Capcom continue bien son année 2026 avec un autre hit !

Les +
  • Hugh et Diana attachants
  • Le mix de gameplay prenant
  • Les zones variées
  • La durée de vie de bon aloi
  • La quantité de choses à trouver et débloquer
  • Le refuge qui évolue
  • Visuellement très cool et toujours fluide même en mode qualité
  • Le doublage français
Les –
  • L'écriture du dernier acte
  • La caméra dans les endroits exigus
  • Le contenu post-fin discutable

PRAGMATA: Voilà un jeu ambitieux et foisonnant, avec de l'émotion, un réel plaisir de jeu, des personnages attachants et un univers qui paraît simple mais qui est rendu avec une certaine maestria. Un pari osé pour Capcom qui propose ici certainement l'un de ses meilleurs jeux, que je vous recommande chaudement d'essayer ne serait-ce qu'avec sa démo. On a toujours cette crainte de commencer une aventure dans l'inconnu, loin du confort de certaines licences, suites ou dérivés. ne ratez pas cette aventure lunaire qui mérite largement le détour, ne serait-ce que pour le duo Hugh et Diana qui vous accompagneront dans cette histoire.  HerrKamper

9
von 10
2026-04-13T18:00:00+02:00

Après avoir pu tester le jeu à la gamescom et en preview exclusive récemment, l’attente était difficile car PRAGMATA se dévoilait par petits morceaux et si nos premiers retours étaient quand même positifs, il reste toujours cette crainte que le titre perde de son intérêt sur la longueur ou encore que l’histoire ne tienne pas debout. Après plus de 15 heures passées sur le jeu, qui ne tient compte que du temps joué et donc pas les cinématiques ou le temps dans les menus, le verdict est là !

La fibre créative

Première chose, qu’on ne pourra pas reprocher à Capcom qui commence son année 2026 déjà riche en gros titres : PRAGMATA a pour lui d’être une nouvelle IP, avec la quantité de risques que cela représente et juste pour ça, je salue le geste et l’intention. Difficile de vendre un jeu aujourd’hui dans ces conditions, à moins d’être porté aux nues par une armée d’influenceurs, un plan de communication hyper agressif et/ou une horde de joueurs dans la hype absolue, ce qui ne semble pas être le cas de notre jeu du jour. Pourtant il mérite largement son gros coup de projecteur à bien des égards.

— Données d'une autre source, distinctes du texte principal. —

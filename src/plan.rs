//! Plan state extraction.
//!
//! Flattens the JSON document printed by `show -json <planfile>` into lookup
//! tables for outputs and resource attributes.

use crate::error::ExtractionError;
use serde_json::{Map, Value};
use std::collections::BTreeMap;

/// Outputs and resource attributes of one planned module.
#[derive(Debug, Clone, Default, PartialEq)]
pub struct PlanIndex {
    /// `name -> value` for every planned output.
    pub outputs: BTreeMap<String, Value>,
    /// `type.name.attr -> value`, plus `type.name -> values` for the whole mapping.
    pub resources: BTreeMap<String, Value>,
}

impl PlanIndex {
    /// Build the index from `show -json` output.
    ///
    /// Only an unparsable payload is an error. Missing or oddly shaped fields
    /// simply contribute nothing.
    pub fn from_json(bytes: &[u8]) -> Result<Self, ExtractionError> {
        let root: Value = serde_json::from_slice(bytes)?;
        let mut index = PlanIndex::default();

        let Some(planned) = root.get("planned_values") else {
            return Ok(index);
        };

        if let Some(outputs) = planned.get("outputs").and_then(Value::as_object) {
            for (name, wrapper) in outputs {
                if let Some(value) = wrapper.as_object().and_then(|w| w.get("value")) {
                    index.outputs.insert(name.clone(), value.clone());
                }
            }
        }

        if let Some(root_module) = planned.get("root_module") {
            index.collect_resources(root_module);
        }

        Ok(index)
    }

    fn collect_resources(&mut self, module: &Value) {
        let Some(module) = module.as_object() else {
            return;
        };

        for resource in array_field(module, "resources") {
            let Some(resource) = resource.as_object() else {
                continue;
            };
            let resource_type = resource.get("type").and_then(Value::as_str).unwrap_or_default();
            let name = resource.get("name").and_then(Value::as_str).unwrap_or_default();
            let values = resource
                .get("values")
                .and_then(Value::as_object)
                .cloned()
                .unwrap_or_default();

            for (attr, value) in &values {
                self.resources
                    .insert(format!("{resource_type}.{name}.{attr}"), value.clone());
            }
            self.resources
                .insert(format!("{resource_type}.{name}"), Value::Object(values));
        }

        for child in array_field(module, "child_modules") {
            self.collect_resources(child);
        }
    }

    pub fn output(&self, name: &str) -> Option<&Value> {
        self.outputs.get(name)
    }

    /// Look up a resource attribute, or the whole mapping when `attribute` is `None`.
    ///
    /// A dotted attribute such as `tags.Name` or `ingress.0.from_port` that has
    /// no flat entry is walked into the top-level attribute's value.
    pub fn resource(&self, resource_type: &str, name: &str, attribute: Option<&str>) -> Option<Value> {
        let base = format!("{resource_type}.{name}");
        let Some(attribute) = attribute else {
            return self.resources.get(&base).cloned();
        };

        if let Some(value) = self.resources.get(&format!("{base}.{attribute}")) {
            return Some(value.clone());
        }

        let mut segments = attribute.split('.');
        let head = segments.next()?;
        let mut current = self.resources.get(&format!("{base}.{head}"))?;
        for segment in segments {
            current = match current {
                Value::Object(map) => map.get(segment)?,
                Value::Array(items) => items.get(segment.parse::<usize>().ok()?)?,
                _ => return None,
            };
        }
        Some(current.clone())
    }
}

fn array_field<'a>(object: &'a Map<String, Value>, key: &str) -> &'a [Value] {
    object
        .get(key)
        .and_then(Value::as_array)
        .map(Vec::as_slice)
        .unwrap_or_default()
}
//! Test execution engine.
//!
//! Fans every test case out to its own task, runs it in a sandbox and
//! collects one [`TestCaseResult`] per case through an aggregator task.

use crate::assertion::{Assertion, AssertionResult};
use crate::error::CaseError;
use crate::loader::LoadedSpec;
use crate::plan::PlanIndex;
use crate::sandbox::{self, SandboxFailure};
use crate::schema::{Mode, TestCase};
use crate::tool::Tool;
use std::path::{Path, PathBuf};
use std::sync::Arc;
use std::time::{Duration, Instant};
use tokio::sync::{Semaphore, mpsc};

/// Result of running a single test case.
#[derive(Debug, Clone, serde::Serialize)]
pub struct TestCaseResult {
    pub file: String,
    pub test: String,
    pub assertions: Vec<AssertionResult>,
    pub passed: bool,
    #[serde(skip_serializing_if = "String::is_empty")]
    pub logs: String,
    #[serde(serialize_with = "serialize_duration")]
    pub duration: Duration,
}

impl TestCaseResult {
    /// A case that ended before its assertions could run.
    fn errored(file: &str, test: &str, mut logs: String, error: &dyn std::fmt::Display, duration: Duration) -> Self {
        if !logs.is_empty() && !logs.ends_with('\n') {
            logs.push('\n');
        }
        logs.push_str(&format!("error: {error}\n"));
        Self {
            file: file.to_string(),
            test: test.to_string(),
            assertions: Vec::new(),
            passed: false,
            logs,
            duration,
        }
    }
}

fn serialize_duration<S>(duration: &Duration, serializer: S) -> Result<S::Ok, S::Error>
where
    S: serde::Serializer,
{
    serializer.serialize_f64(duration.as_secs_f64())
}

/// Settings shared by every case in a run.
#[derive(Debug, Clone, Default)]
pub struct RunOptions {
    pub mode: Mode,
    /// Substring match on test names.
    pub filter: Option<String>,
    /// Upper bound on concurrently running cases. Unbounded when `None`.
    pub max_parallel: Option<usize>,
    pub sandbox_root: Option<PathBuf>,
}

/// One test case plus what it needs from its spec file.
#[derive(Debug)]
struct Job {
    file: String,
    base_dir: PathBuf,
    case: TestCase,
}

fn jobs(specs: Vec<LoadedSpec>, filter: Option<&str>) -> Vec<Job> {
    specs
        .into_iter()
        .flat_map(|loaded| {
            let file = loaded.file_name();
            let base_dir = loaded.base_dir().to_path_buf();
            loaded
                .spec
                .tests
                .into_iter()
                .filter(move |case| filter.is_none_or(|f| case.name.contains(f)))
                .map(move |case| Job {
                    file: file.clone(),
                    base_dir: base_dir.clone(),
                    case,
                })
        })
        .collect()
}

/// Run every (filtered) test case in `specs` concurrently.
///
/// Returns exactly one result per case, in completion order. A worker that
/// panics still produces a failed result.
pub async fn run_specs(specs: Vec<LoadedSpec>, tool: Arc<Tool>, options: RunOptions) -> Vec<TestCaseResult> {
    let jobs = jobs(specs, options.filter.as_deref());
    let expected = jobs.len();
    log::debug!("running {expected} test case(s) in {} mode", options.mode);

    let (tx, mut rx) = mpsc::unbounded_channel::<TestCaseResult>();
    let aggregator = tokio::spawn(async move {
        let mut results = Vec::with_capacity(expected);
        while let Some(result) = rx.recv().await {
            results.push(result);
        }
        results
    });

    let limit = options.max_parallel.map(|n| Arc::new(Semaphore::new(n.max(1))));
    let options = Arc::new(options);

    for job in jobs {
        let file = job.file.clone();
        let test = job.case.name.clone();
        let tool = Arc::clone(&tool);
        let options = Arc::clone(&options);
        let limit = limit.clone();
        let tx = tx.clone();

        let worker = tokio::spawn(async move {
            let _permit = match limit {
                Some(semaphore) => semaphore.acquire_owned().await.ok(),
                None => None,
            };
            run_test_case(&job.file, &job.base_dir, &job.case, &tool, &options).await
        });

        tokio::spawn(async move {
            let result = match worker.await {
                Ok(result) => result,
                Err(e) => {
                    log::error!("test {test:?} in {file} did not complete: {e}");
                    TestCaseResult::errored(&file, &test, String::new(), &e, Duration::ZERO)
                }
            };
            if tx.send(result).is_err() {
                log::error!("result aggregator stopped before {test:?} reported");
            }
        });
    }
    drop(tx);

    match aggregator.await {
        Ok(results) => results,
        Err(e) => {
            log::error!("result aggregator failed: {e}");
            Vec::new()
        }
    }
}

/// Run one test case: sandbox, plan extraction, then assertions.
pub async fn run_test_case(
    file: &str,
    base_dir: &Path,
    case: &TestCase,
    tool: &Tool,
    options: &RunOptions,
) -> TestCaseResult {
    let start = Instant::now();
    let assertions: Vec<Assertion> = case.asserts.iter().map(Assertion::from_spec).collect();

    let run = match sandbox::run(case, base_dir, options.mode, tool, options.sandbox_root.as_deref()).await {
        Ok(run) => run,
        Err(SandboxFailure { error, logs }) => {
            log::debug!("test {:?} failed before assertions: {error}", case.name);
            return TestCaseResult::errored(file, &case.name, logs, &error, start.elapsed());
        }
    };

    let plan = match PlanIndex::from_json(&run.plan_json) {
        Ok(plan) => plan,
        Err(e) => {
            let error = CaseError::from(e);
            return TestCaseResult::errored(file, &case.name, run.logs, &error, start.elapsed());
        }
    };

    let results: Vec<AssertionResult> = assertions
        .iter()
        .map(|assertion| assertion.check(&plan, &case.vars))
        .collect();
    let passed = results.iter().all(|r| r.passed);

    TestCaseResult {
        file: file.to_string(),
        test: case.name.clone(),
        assertions: results,
        passed,
        logs: run.logs,
        duration: start.elapsed(),
    }
}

Pour commencer, un jeu c’est avant tout une histoire, et celle de PRAGMATA vous envoie sur la Lune. Dans un avenir proche, plusieurs années après la découverte du lunum, l’humanité a mis au point la lunafibre, un matériau capable de reproduire tout objet à partir de ses données de conception. Lorsque toutes les communications avec la station lunaire chargée de son développement cessent brusquement, une équipe d’intervention est dépêchée sur place, mais un puissant séisme survient peu après son arrivée. Séparé de ses coéquipiers, grièvement blessé et plongé dans l’inconscience, Hugh Williams est finalement secouru par Diana, un androïde énigmatique aux traits juvéniles qui s’avère être une Pragmata, entité synthétique façonnée à partir de lunafibre.

PRAGMATA

Leur relation est au cœur du récit, cela se matérialise avec avec leurs interactions, lors de cutscenes parfois touchantes ou de phases de dialogues, avec un soldat qui tente d’apprendre de décrire des sentiments humains à une machine qui a les traits d’une jeune fille, dotée elle d’un pouvoir crucial pour la survie de Hugh. Le doublage français aide beaucoup à s’immerger et contribue à ce lien entre Hugh et Diana, doublés respectivement par Serge Thiriet (dont vous retrouverez le travail ici) et Sonia Petit (qui a interprété Atsu dans sa jeunesse dans Ghost of Yotei dernièrement)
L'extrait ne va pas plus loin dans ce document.